It is clear not all sunrise processes are created equal. Some yield searching, evidence-based analyses of regulatory proposals, while others do not. And our data indicate some states appear to hold the line against new licenses better than others. Among states with generally high-quality reports and relatively low rates of licensure recommendations, a few commonalities stand out. These may point to promising best practices for states interested in establishing a new sunrise process or improving an existing one.
One common feature of states with strong analyses involves the review criteria employed, which may (and often does) differ from what sunrise statutes specify.
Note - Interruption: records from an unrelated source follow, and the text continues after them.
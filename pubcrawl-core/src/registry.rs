//! Fixed-size registry of candidate venues.
//!
//! Planning code refers to venues through [`PubIndex`] values, positions in
//! the registry that double as row and column indices of the
//! [`DistanceMatrix`](crate::DistanceMatrix).

use std::collections::HashSet;
use std::fmt;

use geo::Coord;
use thiserror::Error;

use crate::Pub;

/// Position of a venue within a [`PubRegistry`].
#[derive(Debug, Clone, Copy, PartialEq, Eq, Hash, PartialOrd, Ord)]
#[cfg_attr(feature = "serde", derive(serde::Serialize, serde::Deserialize))]
#[cfg_attr(feature = "serde", serde(transparent))]
pub struct PubIndex(usize);

impl PubIndex {
    /// Wrap a raw registry position.
    #[must_use]
    pub const fn new(index: usize) -> Self {
        Self(index)
    }

    /// Return the raw registry position.
    #[must_use]
    pub const fn get(self) -> usize {
        self.0
    }
}

impl fmt::Display for PubIndex {
    fn fmt(&self, f: &mut fmt::Formatter<'_>) -> fmt::Result {
        write!(f, "#{}", self.0)
    }
}

/// Errors returned by [`PubRegistry::new`].
#[derive(Debug, Clone, PartialEq, Eq, Error)]
pub enum RegistryError {
    /// Two venues share the same identifier.
    #[error("duplicate pub id {id:?}")]
    DuplicateId {
        /// The repeated identifier.
        id: String,
    },
}

/// Immutable, ordered collection of venues for a planning session.
///
/// # Examples
/// ```
/// use geo::Coord;
/// use pubcrawl_core::{Pub, PubIndex, PubRegistry};
///
/// # fn main() -> Result<(), pubcrawl_core::RegistryError> {
/// let registry = PubRegistry::new(vec![
///     Pub::new("a", "Alpha", Coord { x: 0.0, y: 0.0 }),
///     Pub::new("b", "Bravo", Coord { x: 0.1, y: 0.0 }),
/// ])?;
/// assert_eq!(registry.len(), 2);
/// assert_eq!(registry.get(PubIndex::new(1)).map(|p| p.id.as_str()), Some("b"));
/// # Ok(())
/// # }
/// ```
#[derive(Debug, Clone, PartialEq, Default)]
pub struct PubRegistry {
    pubs: Vec<Pub>,
}

impl PubRegistry {
    /// Validate and construct a registry. Identifiers must be unique.
    pub fn new(pubs: Vec<Pub>) -> Result<Self, RegistryError> {
        let mut seen = HashSet::with_capacity(pubs.len());
        if let Some(repeated) = pubs.iter().find(|venue| !seen.insert(venue.id.as_str())) {
            return Err(RegistryError::DuplicateId {
                id: repeated.id.clone(),
            });
        }
        Ok(Self { pubs })
    }

    /// Number of venues.
    #[must_use]
    pub fn len(&self) -> usize {
        self.pubs.len()
    }

    /// Whether the registry holds no venues.
    #[must_use]
    pub fn is_empty(&self) -> bool {
        self.pubs.is_empty()
    }

    /// Look up a venue by index.
    #[must_use]
    pub fn get(&self, index: PubIndex) -> Option<&Pub> {
        self.pubs.get(index.get())
    }

    /// Location of the venue at `index`.
    #[must_use]
    pub fn location(&self, index: PubIndex) -> Option<Coord<f64>> {
        self.get(index).map(|venue| venue.location)
    }

    /// Iterate venues with their indices in registry order.
    pub fn iter(&self) -> impl Iterator<Item = (PubIndex, &Pub)> + '_ {
        self.pubs
            .iter()
            .enumerate()
            .map(|(idx, venue)| (PubIndex::new(idx), venue))
    }

    /// Venue identifiers in registry order.
    pub fn ids(&self) -> impl Iterator<Item = &str> + '_ {
        self.pubs.iter().map(|venue| venue.id.as_str())
    }
}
During our study period, Colorado, Hawaii, Washington and Georgia had the lowest rates of licensure recommendations, ranging from 8% to 16%; they also stood out for consistently producing in-depth reviews. Reports from these states nearly always examined three key questions:
Is there documented evidence of substantial and systematic harm, not just anecdotal, potential or even likely harm, from an occupation?
What are the likely costs and benefits of proposed regulations, and how do they compare?
If harms are identified, what is the least restrictive regulatory—or non-regulatory—option best and most narrowly tailored to address them?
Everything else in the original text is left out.